You wake up to commotion – your mother’s woken up in the middle of the night and is having trouble breathing. She struggles to sit up, holding her hand to her chest. You rush her to the hospital. When you both get there, she feels fine. Every reading turns up normal. This is the third time this has happened this month.
This time’s different, though. A doctor hands you a triangular device with little sticky cups on the back. If this happens again, he says, come back, but stick this under her collarbone before you get here.
Two weeks later, you and Mom are on another run to the hospital. This time, when you get there, the doctor’s ready with a printout. “I know what to do,” he says.
This is how medical hardware start-up Ten3T was able to help a patient in Delhi recently.

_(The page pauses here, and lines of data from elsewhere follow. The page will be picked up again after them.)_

use krill::Interpreter;

fn main() {
    env_logger::init();

    match Interpreter::new().repl() {
        Ok(code) => std::process::exit(code),
        Err(e) => {
            eprintln!("krill: {:#}", e);
            std::process::exit(1);
        }
    }
}
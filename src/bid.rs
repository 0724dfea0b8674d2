//! Bid validation and pricing.
//!
//! A bid is ephemeral: a `(sell_amount, bid_amount, price)` triple
//! computed at call time. This module is pure; the engine applies
//! the resulting ledger transfer atomically or not at all.

use crate::auction::Auction;
use crate::curve;
use crate::error::{EngineError, Result};
use crate::fixed::{self, Rounding, U256, D27};
use crate::lot;
use crate::types::Timestamp;

/// A priced bid against the current lot.
#[derive(Clone, Copy, Debug, PartialEq, Eq)]
pub struct Quote {
    /// Sell-token quantity leaving the basket.
    pub sell_amount: u128,
    /// Buy-token quantity entering the basket,
    /// `ceil(sell_amount * price / 1e27)`.
    pub bid_amount: u128,
    /// D27 buy-token per sell-token at the quoted timestamp.
    pub price: U256,
}

/// Validate and price a bid.
///
/// Fails with `AuctionNotOngoing` outside the auction interval,
/// `InsufficientBalance` if `sell_amount` is zero or exceeds the
/// current lot, and `SlippageExceeded` if the priced bid amount is
/// zero or above `max_buy_amount`.
pub fn quote(
    auction: &Auction,
    timestamp: Timestamp,
    total_supply: u128,
    sell_balance: u128,
    buy_balance: u128,
    sell_amount: u128,
    max_buy_amount: u128,
) -> Result<Quote> {
    let price = curve::price(auction, timestamp)?;

    if sell_amount == 0 {
        return Err(EngineError::InsufficientBalance);
    }

    let bid_amount = fixed::mul_div(
        U256::from(sell_amount),
        price,
        U256::from(D27),
        Rounding::Ceil,
    )
    .and_then(fixed::narrow)
    .ok_or(EngineError::Overflow)?;

    if bid_amount == 0 || bid_amount > max_buy_amount {
        return Err(EngineError::SlippageExceeded);
    }

    let lot = lot::max_sell(auction, sell_balance, buy_balance, total_supply, price);
    if sell_amount > lot {
        return Err(EngineError::InsufficientBalance);
    }

    Ok(Quote {
        sell_amount,
        bid_amount,
        price,
    })
}

#[cfg(test)]
mod tests {
    use super::*;
    use crate::fixed::{D18, MAX_TOKEN_BALANCE};
    use crate::types::{AuctionId, RebalanceNonce, Token};

    fn auction() -> Auction {
        Auction {
            id: AuctionId(1),
            nonce: RebalanceNonce(1),
            sell: Token::new("SELL"),
            buy: Token::new("BUY"),
            sell_limit: 0,
            buy_limit: MAX_TOKEN_BALANCE,
            start_price: U256::from(2 * D27),
            end_price: U256::from(2 * D27),
            k: 0,
            start: 0,
            end: 100,
        }
    }

    #[test]
    fn prices_at_curve_and_ceils() {
        let a = auction();
        // 3 sell at price 2.0 -> 6 buy exactly
        let q = quote(&a, 50, 1_000, 1_000, 0, 3, 100).unwrap();
        assert_eq!(q.bid_amount, 6);
        assert_eq!(q.price, U256::from(2 * D27));
    }

    #[test]
    fn bid_amount_rounds_up() {
        let mut a = auction();
        a.start_price = U256::from(D27 / 2);
        a.end_price = a.start_price;
        // 3 sell at price 0.5 -> 1.5 -> ceil 2
        let q = quote(&a, 50, 1_000, 1_000, 0, 3, 100).unwrap();
        assert_eq!(q.bid_amount, 2);
    }

    #[test]
    fn slippage_rejected() {
        let a = auction();
        let err = quote(&a, 50, 1_000, 1_000, 0, 3, 5);
        assert_eq!(err, Err(EngineError::SlippageExceeded));
    }

    #[test]
    fn oversized_sell_rejected() {
        let a = auction();
        // lot is bounded by the sell balance
        let err = quote(&a, 50, 1_000, 10, 0, 11, u128::MAX);
        assert_eq!(err, Err(EngineError::InsufficientBalance));
    }

    #[test]
    fn zero_sell_rejected() {
        let a = auction();
        assert_eq!(
            quote(&a, 50, 1_000, 1_000, 0, 0, 100),
            Err(EngineError::InsufficientBalance)
        );
    }

    #[test]
    fn expired_auction_rejected() {
        let a = auction();
        assert_eq!(
            quote(&a, 101, 1_000, 1_000, 0, 3, 100),
            Err(EngineError::AuctionNotOngoing)
        );
    }
}
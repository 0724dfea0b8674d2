//! dutchbook-planner: off-chain basket target planner.
//!
//! Reads a basket snapshot (balances, prices, target weights) from a
//! JSON file, computes the auction sequence and governance parameters
//! needed to reach the target, and emits a plan the dutchbook engine
//! accepts via `start_rebalance`. Keeps a JSONL audit trail per run.

pub mod audit;
pub mod config;
pub mod error;
pub mod plan;
pub mod snapshot;
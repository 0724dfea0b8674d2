//! Notifications emitted on every lifecycle transition.
//!
//! The engine appends one entry per state change (requires the
//! "event-log" feature, enabled by default). Consumers use the log
//! for audit trails and assertions; there is no replay requirement.

use crate::fixed::U256;
use crate::types::{Account, AuctionId, RebalanceNonce, Timestamp, Token};

/// A state transition the engine has committed.
#[derive(Clone, Debug, PartialEq, Eq)]
pub enum Notification {
    RebalanceStarted {
        nonce: RebalanceNonce,
        restricted_until: Timestamp,
        available_until: Timestamp,
    },
    AuctionOpened {
        id: AuctionId,
        nonce: RebalanceNonce,
        sell: Token,
        buy: Token,
        start_price: U256,
        end_price: U256,
        start: Timestamp,
        end: Timestamp,
    },
    BidFilled {
        id: AuctionId,
        bidder: Account,
        sell: Token,
        buy: Token,
        sell_amount: u128,
        bid_amount: u128,
        price: U256,
    },
    AuctionClosed {
        id: AuctionId,
    },
    RebalanceEnded {
        nonce: RebalanceNonce,
    },
}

Once stuck on the body, Ten3T’s wearable monitoring device, Cicer, can measure ECG (electrocardiogram), heart rate, blood oxygen, and temperature. It’ll analyse those in real time and have a report ready in 30 seconds.
After getting his medical degree, Dr Sudhir Borgonha, co-founder of the Bangalore-based start-up, went to MIT to study management. Over time, he realised there was a huge space in medical tech that start-ups could fill.
Sudhir experienced regulatory problems with his last company, and then started Ten3T with his newfound knowledge. With Rahul Shingrani and Prasad Bhat, he began developing Cicer two years ago with the aim of creating a medical-grade device that could be used to help patients.